Development of Antifouling Thin-Film Composite/Nanocomposite Membranes for Removal of Phosphate and Malachite Green Dye

Abstract

Nowadays polymer-based thin film nanocomposite (TFN) membrane technologies are showing key interest to improve the separation properties. TFN membranes are well known in diverse fields but developing highly improved TFN membranes for the removal of low concentration solutions is the main challenge for the researchers. Application of functional nanomaterials, incorporated in TFN membranes provides better performance as permeance and selectivity. The polymer membrane-based separation process plays an important role in the chemical industry for the isolation of products and recovery of different important types of reactants. Due to the reduction in investment, less operating costs and safety issues membrane methods are mainly used for the separation process. Membranes do good separation of dyes and ions, yet their separation efficiency is challenged when the impurity is in low concentration. Herewith, we have developed, UiO-66-NH₂ incorporated TFN membranes through interfacial polymerization between piperazine (PIP) and trimesoyl chloride (TMC) for separating malachite green dye and phosphate from water in their low concentration. A comparative study between thin-film composite (TFC) and TFN has been carried out to comprehend the benefit of loading nanoparticles. To provide mechanical strength to the polyamide layer ultra-porous polysulfone support was made through phase inversion. As a result, outstanding separation values of malachite green (MG) 91.90 ± 3% rejection with 13.32 ± 0.6 Lm^-2h^-1 flux and phosphate 78.36 ± 3% rejection with 22.22 ± 1.1 Lm^-2h^-1 flux by TFN membrane were obtained. The antifouling tendency of the membranes was examined by using bovine serum albumin (BSA)-mixed feed and deionized water, the study showed a good ~84% antifouling tendency of TFN membrane with a small ~14% irreversible fouling. Membrane's antibacterial test against E. coli. and S. aureus. also revealed that the TFN membrane possesses antibacterial activity as well. We believe that the present work is an approach to obtaining good results from the membranes under tricky conditions.
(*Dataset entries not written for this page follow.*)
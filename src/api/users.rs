use serde::Deserialize;
use serde_json::json;
use warp::{
    http::StatusCode,
    reject::{self, Rejection},
    reply::{self, Reply},
    Filter,
};

use crate::{
    actions::{
        fetch_users, follow, get_profile, get_subscription, list_subscriptions, login_user,
        register_user, unfollow,
    },
    constants::MAX_BODY_SIZE,
    jwt::JwtSessionData,
    middleware::{with_possible_session, with_session},
    pagination::PageQuery,
    schema::{Id, LoginPayload, RegisterPayload},
};

use super::state::{with_state, AppState};

#[derive(Deserialize, Debug, Default, Clone, Copy)]
pub struct SubscriptionQuery {
    pub page: Option<i64>,
    pub limit: Option<i64>,
    pub recipes_limit: Option<i64>,
}

impl SubscriptionQuery {
    pub fn page(&self) -> PageQuery {
        PageQuery {
            page: self.page,
            limit: self.limit,
        }
    }

    /// Negative limits are ignored.
    pub fn recipes_limit(&self) -> Option<i64> {
        self.recipes_limit.filter(|limit| *limit >= 0)
    }
}

async fn register(state: AppState, payload: RegisterPayload) -> Result<impl Reply, Rejection> {
    let profile = register_user(payload, &state.pool)
        .await
        .map_err(reject::custom)?;

    Ok(reply::with_status(reply::json(&profile), StatusCode::CREATED))
}

async fn list_users(
    state: AppState,
    session: Option<JwtSessionData>,
    query: PageQuery,
) -> Result<impl Reply, Rejection> {
    let users = fetch_users(
        session.map(|s| s.user_id),
        query,
        state.config.page_size,
        &state.pool,
    )
    .await
    .map_err(reject::custom)?;

    Ok(reply::json(&users))
}

async fn me(state: AppState, session: JwtSessionData) -> Result<impl Reply, Rejection> {
    let profile = get_profile(Some(session.user_id), session.user_id, &state.pool)
        .await
        .map_err(reject::custom)?;

    Ok(reply::json(&profile))
}

async fn user(
    id: Id,
    state: AppState,
    session: Option<JwtSessionData>,
) -> Result<impl Reply, Rejection> {
    let profile = get_profile(session.map(|s| s.user_id), id, &state.pool)
        .await
        .map_err(reject::custom)?;

    Ok(reply::json(&profile))
}

async fn subscriptions(
    state: AppState,
    session: JwtSessionData,
    query: SubscriptionQuery,
) -> Result<impl Reply, Rejection> {
    let page = list_subscriptions(
        session.user_id,
        query.page(),
        query.recipes_limit(),
        state.config.page_size,
        &state.pool,
    )
    .await
    .map_err(reject::custom)?;

    Ok(reply::json(&page))
}

async fn subscribe(
    id: Id,
    state: AppState,
    session: JwtSessionData,
    query: SubscriptionQuery,
) -> Result<impl Reply, Rejection> {
    follow(session.user_id, id, &state.pool)
        .await
        .map_err(reject::custom)?;

    let subscription = get_subscription(session.user_id, id, query.recipes_limit(), &state.pool)
        .await
        .map_err(reject::custom)?;

    Ok(reply::with_status(
        reply::json(&subscription),
        StatusCode::CREATED,
    ))
}

async fn unsubscribe(
    id: Id,
    state: AppState,
    session: JwtSessionData,
) -> Result<impl Reply, Rejection> {
    unfollow(session.user_id, id, &state.pool)
        .await
        .map_err(reject::custom)?;

    Ok(StatusCode::NO_CONTENT)
}

async fn login(state: AppState, payload: LoginPayload) -> Result<impl Reply, Rejection> {
    let token = login_user(
        &payload.email,
        &payload.password,
        &state.secret,
        state.config.session_lifetime(),
        &state.pool,
    )
    .await
    .map_err(reject::custom)?;

    Ok(reply::json(&json!({ "auth_token": token })))
}

// Tokens are stateless; the client drops its copy
async fn logout(session: JwtSessionData) -> Result<impl Reply, Rejection> {
    log::debug!("User {} logged out", session.user_id);
    Ok(StatusCode::NO_CONTENT)
}

pub fn user_routes(
    state: AppState,
) -> impl Filter<Extract = (impl Reply,), Error = Rejection> + Clone {
    let users = warp::path("users");

    let create = users
        .and(warp::path::end())
        .and(warp::post())
        .and(with_state(state.clone()))
        .and(warp::body::content_length_limit(MAX_BODY_SIZE))
        .and(warp::body::json())
        .and_then(register);

    let list = users
        .and(warp::path::end())
        .and(warp::get())
        .and(with_state(state.clone()))
        .and(with_possible_session(state.secret.clone()))
        .and(warp::query::<PageQuery>())
        .and_then(list_users);

    let current = users
        .and(warp::path("me"))
        .and(warp::path::end())
        .and(warp::get())
        .and(with_state(state.clone()))
        .and(with_session(state.secret.clone()))
        .and_then(me);

    let subscription_list = users
        .and(warp::path("subscriptions"))
        .and(warp::path::end())
        .and(warp::get())
        .and(with_state(state.clone()))
        .and(with_session(state.secret.clone()))
        .and(warp::query::<SubscriptionQuery>())
        .and_then(subscriptions);

    let retrieve = users
        .and(warp::path::param::<Id>())
        .and(warp::path::end())
        .and(warp::get())
        .and(with_state(state.clone()))
        .and(with_possible_session(state.secret.clone()))
        .and_then(user);

    let subscribe_path = users
        .and(warp::path::param::<Id>())
        .and(warp::path("subscribe"))
        .and(warp::path::end());

    let add_subscription = subscribe_path
        .and(warp::post())
        .and(with_state(state.clone()))
        .and(with_session(state.secret.clone()))
        .and(warp::query::<SubscriptionQuery>())
        .and_then(subscribe);

    let remove_subscription = subscribe_path
        .and(warp::delete())
        .and(with_state(state.clone()))
        .and(with_session(state.secret.clone()))
        .and_then(unsubscribe);

    let token = warp::path("auth").and(warp::path("token"));

    let token_login = token
        .and(warp::path("login"))
        .and(warp::path::end())
        .and(warp::post())
        .and(with_state(state.clone()))
        .and(warp::body::content_length_limit(MAX_BODY_SIZE))
        .and(warp::body::json())
        .and_then(login);

    let token_logout = token
        .and(warp::path("logout"))
        .and(warp::path::end())
        .and(warp::post())
        .and(with_session(state.secret.clone()))
        .and_then(logout);

    create
        .or(list)
        .or(current)
        .or(subscription_list)
        .or(retrieve)
        .or(add_subscription)
        .or(remove_subscription)
        .or(token_login)
        .or(token_logout)
}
Keywords: UiO-66-NH2 nanoparticles; antibacterial test; antifouling study; interfacial polymerization; malachite green; phosphate removal; polysulfone.

Figure 1

Representation of preparation of TFN (thin-film nanocomposite) layer on the surface of PSf membrane (Polysulfone-membrane) via interfacial polymerization method.

Figure 2

The crossflow NF/RO (Nanofiltration/Reverse Osmosis) four-cell membrane testing unit.

Figure 3

The obtained (a) FE-SEM image at 200 nm scale, (b) FE-SEM image showing the shape of UiO-66-NH₂, (c) ATR-FTIR spectrum for UiO-66-NH₂ nanoparticles and (d) P-XRD pattern obtained for UiO-66-NH₂.

Figure 4

FE-SEM images of (a) surface view of M1 and (c) surface view of M2 membrane and the cross-section images of (b) M1 membrane and (d) M2 membrane.

Figure 5

ATR-FTIR spectra of prepared M1 and M2 membrane.

Figure 6

The high-resolution XPS plots of carbon, nitrogen and oxygen elements for M1 and M2 membranes.

Figure 7

TGA analysis graph of the prepared (a) M1 and (b) M2 membrane.

Figure 8

Zeta potential (ζ) observations of M1 and M2 membranes.

Figure 9

(a) M1 and M2 membrane’s permeation and rejection graphs against malachite green dye. (b) The images show the comparison of feed and obtained permeate per hour up to 7 h.

Figure 10

Permeability and rejection performance of M1 and M2 membrane at 15 bar pressure against phosphate.

Figure 11

Effect on the permeation of membranes after exposure to fouling materials (in mix feed) for 480 min.

Figure 12

Different fouling parameters were obtained for the prepared membranes (M1 and M2) showing (a) Total fouling (F_T), Flux recovery ratio (F_RR) and (b) reversible fouling (F_R) and irreversible fouling (F_IR).

Figure 13

The antibacterial results of the M1 and M2 membrane after being subjected to 24 h with E. coli and S. aureus.